Sun S
Structural Biochemistry Program, Frederick Biomedical Supercomputing Center, National Cancer Institute, Frederick Cancer Research and Development Center, Maryland 21702, USA.
Biophys J. 1995 Aug;69(2):340-55. doi: 10.1016/S0006-3495(95)79906-4.
We describe a computer algorithm to predict native structures of proteins and peptides from their primary sequences, their known native radii of gyration, and their known disulfide bonding patterns, starting from random conformations. Proteins are represented as simplified real-space main chains with single-bead side chains. Nonlocal interactions are taken from structural database-derived statistical potentials, as in an earlier treatment. Local interactions are taken from simulations of (phi, psi) energy surfaces for each amino acid generated using the Biosym Discover program. Conformational searching is done by a genetic algorithm-based method. Reasonable structures are obtained for melittin (a 26-mer), avian pancreatic polypeptide inhibitor (a 36-mer), crambin (a 46-mer), apamin (an 18-mer), tachyplesin (a 17-mer), C-peptide of ribonuclease A (a 13-mer), and four different designed helical peptides. A hydrogen bond interaction was tested and found to be generally unnecessary for helical peptides, but it helps fold some sheet regions in these structures. For the few longer chains we tested, the method appears not to converge. In those cases, it appears to recover native-like secondary structures, but gets incorrect tertiary folds.

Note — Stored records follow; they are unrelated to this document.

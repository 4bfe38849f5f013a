//! Levenberg-Marquardt least squares for models sampled on a 2D grid
//!
//! The solver minimises `sum((z - f(x, y; p))^2)` over the parameter vector
//! `p`. Optional box constraints are honoured by projecting every trial step
//! back into the feasible region before it is evaluated.

mod bounds;
mod normal_equations;

use log::debug;
use nalgebra::{DMatrix, DVector};
use serde::{Deserialize, Serialize};
use thiserror::Error;

pub use bounds::Bounds;
use normal_equations::{build_normal_equations, compute_cost};

/// Errors that can occur before or during optimisation
#[derive(Error, Debug, Clone, PartialEq)]
pub enum LmError {
    #[error("Invalid argument: {0}")]
    ArgumentError(String),

    #[error("Cost is not finite at the initial parameters")]
    NonFiniteCost,
}

/// A model evaluated at sample coordinates `(x, y)`.
///
/// `N` is the number of free parameters.
pub trait Model2D<const N: usize> {
    /// Evaluate the model at a point.
    fn evaluate(&self, x: f64, y: f64, params: &[f64; N]) -> f64;

    /// Partial derivatives of the model with respect to each parameter.
    fn jacobian_row(&self, x: f64, y: f64, params: &[f64; N]) -> [f64; N];
}

/// Borrowed sample set: coordinates and observed values, all the same length.
#[derive(Debug, Clone, Copy)]
pub struct Samples<'a> {
    pub x: &'a [f64],
    pub y: &'a [f64],
    pub z: &'a [f64],
}

impl<'a> Samples<'a> {
    /// Build a sample set, checking that all three slices agree in length.
    pub fn new(x: &'a [f64], y: &'a [f64], z: &'a [f64]) -> Result<Self, LmError> {
        if x.len() != y.len() || x.len() != z.len() {
            return Err(LmError::ArgumentError(format!(
                "sample length mismatch: x={}, y={}, z={}",
                x.len(),
                y.len(),
                z.len()
            )));
        }
        Ok(Self { x, y, z })
    }

    pub fn len(&self) -> usize {
        self.z.len()
    }

    pub fn is_empty(&self) -> bool {
        self.z.is_empty()
    }
}

/// Tuning knobs for the optimiser.
#[derive(Debug, Clone, PartialEq, Serialize, Deserialize)]
#[serde(default)]
pub struct LmConfig {
    /// Maximum number of accepted or rejected outer iterations.
    pub max_iterations: usize,
    /// Relative step size below which the parameters are considered converged.
    pub xtol: f64,
    /// Relative cost reduction below which the fit is considered converged.
    pub ftol: f64,
    /// Initial damping factor.
    pub initial_lambda: f64,
    /// Damping multiplier after a rejected step.
    pub lambda_up: f64,
    /// Damping multiplier after an accepted step.
    pub lambda_down: f64,
    /// Damping above which the solver gives up.
    pub max_lambda: f64,
}

impl Default for LmConfig {
    fn default() -> Self {
        Self {
            max_iterations: 200,
            xtol: 1e-10,
            ftol: 1e-12,
            initial_lambda: 1e-3,
            lambda_up: 10.0,
            lambda_down: 0.1,
            max_lambda: 1e12,
        }
    }
}

/// Why the optimiser stopped.
#[derive(Debug, Clone, Copy, PartialEq, Eq)]
pub enum Termination {
    /// Proposed step fell below `xtol`.
    ParameterTolerance,
    /// Relative cost reduction fell below `ftol`.
    CostTolerance,
    /// Model reproduces the data exactly.
    ZeroResidual,
    /// No damping level produced a lower cost.
    Stalled,
    /// Normal equations could not be solved at any damping level.
    Singular,
    /// Cost became non-finite.
    NonFinite,
    /// Iteration budget exhausted.
    MaxIterations,
}

impl Termination {
    /// True for the termination reasons that indicate a usable minimum.
    pub fn converged(&self) -> bool {
        matches!(
            self,
            Termination::ParameterTolerance | Termination::CostTolerance | Termination::ZeroResidual
        )
    }
}

/// Outcome of a Levenberg-Marquardt run.
#[derive(Debug, Clone, Copy)]
pub struct LmReport<const N: usize> {
    /// Best parameters found
    pub params: [f64; N],
    /// Sum of squared residuals at `params`
    pub chi2: f64,
    /// Number of outer iterations performed
    pub iterations: usize,
    /// Reason the solver stopped
    pub termination: Termination,
}

impl<const N: usize> LmReport<N> {
    /// Root-mean-square residual over `sample_count` samples.
    pub fn rms_residual(&self, sample_count: usize) -> f64 {
        if sample_count == 0 {
            return 0.0;
        }
        (self.chi2 / sample_count as f64).sqrt()
    }
}

/// Fit `model` to `samples` starting from `initial`.
///
/// # Arguments
/// * `model` - Model and its analytic Jacobian
/// * `samples` - Observations
/// * `initial` - Starting parameters (projected into `bounds` if given)
/// * `bounds` - Optional box constraints
/// * `config` - Solver tuning
///
/// # Returns
/// * `Ok(LmReport)` - Always returned once the arguments validate; inspect
///   `termination` to see whether the fit converged
/// * `Err(LmError)` - Invalid arguments or a non-finite starting cost
pub fn levenberg_marquardt<const N: usize, M: Model2D<N>>(
    model: &M,
    samples: Samples<'_>,
    initial: [f64; N],
    bounds: Option<&Bounds<N>>,
    config: &LmConfig,
) -> Result<LmReport<N>, LmError> {
    if N == 0 {
        return Err(LmError::ArgumentError(
            "model must have at least one parameter".to_string(),
        ));
    }
    if samples.len() < N {
        return Err(LmError::ArgumentError(format!(
            "need at least {N} samples, got {}",
            samples.len()
        )));
    }
    if initial.iter().any(|p| !p.is_finite()) {
        return Err(LmError::ArgumentError(
            "initial parameters must be finite".to_string(),
        ));
    }

    let mut params = initial;
    if let Some(b) = bounds {
        b.project(&mut params);
    }

    let mut chi2 = compute_cost(model, &samples, &params);
    if !chi2.is_finite() {
        return Err(LmError::NonFiniteCost);
    }

    let mut lambda = config.initial_lambda;
    let mut iterations = 0;
    let mut termination = Termination::MaxIterations;

    'outer: for iter in 0..config.max_iterations {
        iterations = iter + 1;

        if chi2 == 0.0 {
            termination = Termination::ZeroResidual;
            break;
        }

        let (hessian, gradient) = build_normal_equations(model, &samples, &params);

        loop {
            let Some(delta) = solve_damped(&hessian, &gradient, lambda) else {
                lambda *= config.lambda_up;
                if lambda > config.max_lambda {
                    termination = Termination::Singular;
                    break 'outer;
                }
                continue;
            };

            let mut candidate = params;
            for (p, d) in candidate.iter_mut().zip(delta.iter()) {
                *p += d;
            }
            if let Some(b) = bounds {
                b.project(&mut candidate);
            }

            let small_step = params
                .iter()
                .zip(candidate.iter())
                .all(|(&old, &new)| (new - old).abs() <= config.xtol * (old.abs() + config.xtol));

            let candidate_chi2 = compute_cost(model, &samples, &candidate);

            if candidate_chi2.is_finite() && candidate_chi2 <= chi2 {
                let reduction = (chi2 - candidate_chi2) / chi2;
                params = candidate;
                chi2 = candidate_chi2;
                lambda = (lambda * config.lambda_down).max(f64::MIN_POSITIVE);

                if small_step {
                    termination = Termination::ParameterTolerance;
                    break 'outer;
                }
                if reduction <= config.ftol {
                    termination = Termination::CostTolerance;
                    break 'outer;
                }
                continue 'outer;
            }

            // The step is already below resolution; the cost can't move any further.
            if small_step {
                termination = Termination::ParameterTolerance;
                break 'outer;
            }

            lambda *= config.lambda_up;
            if lambda > config.max_lambda {
                termination = if candidate_chi2.is_finite() {
                    Termination::Stalled
                } else {
                    Termination::NonFinite
                };
                break 'outer;
            }
        }
    }

    debug!(
        "LM finished after {iterations} iterations: {termination:?}, chi2={chi2:.3e}, lambda={lambda:.1e}"
    );

    Ok(LmReport {
        params,
        chi2,
        iterations,
        termination,
    })
}

/// Solve `(H + lambda * diag(H)) delta = g`.
///
/// Zero diagonal entries get `lambda` added directly so flat directions stay
/// invertible.
fn solve_damped<const N: usize>(
    hessian: &[[f64; N]; N],
    gradient: &[f64; N],
    lambda: f64,
) -> Option<[f64; N]> {
    let damped = DMatrix::from_fn(N, N, |i, j| {
        let h = hessian[i][j];
        if i == j {
            if h > 0.0 {
                h * (1.0 + lambda)
            } else {
                h + lambda
            }
        } else {
            h
        }
    });
    let rhs = DVector::from_column_slice(gradient);

    let solution = match damped.clone().cholesky() {
        Some(chol) => chol.solve(&rhs),
        None => damped.lu().solve(&rhs)?,
    };

    if solution.iter().any(|v| !v.is_finite()) {
        return None;
    }

    let mut delta = [0.0; N];
    delta.copy_from_slice(solution.as_slice());
    Some(delta)
}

我们描述了一种计算机算法,该算法可从蛋白质和肽的一级序列、已知的天然回转半径以及已知的二硫键连接模式出发,从随机构象开始预测其天然结构。蛋白质被表示为具有单珠侧链的简化实空间主链。非局部相互作用取自结构数据库衍生的统计势,如同早期的处理方法。局部相互作用取自使用Biosym Discover程序生成的每个氨基酸的(φ,ψ)能量表面的模拟。构象搜索通过基于遗传算法的方法进行。对于蜂毒素(一种26肽)、禽胰多肽抑制剂(一种36肽)、胰凝乳蛋白酶原(一种46肽)、蜂毒明肽(一种18肽)、鲎肽(一种17肽)、核糖核酸酶A的C肽(一种13肽)以及四种不同设计的螺旋肽,均获得了合理的结构。对氢键相互作用进行了测试,发现其对于螺旋肽通常并非必需,但有助于这些结构中某些折叠区域的折叠。对于我们测试的少数较长链,该方法似乎未收敛。在这些情况下,它似乎恢复了类似天然的二级结构,但获得了错误的三级折叠。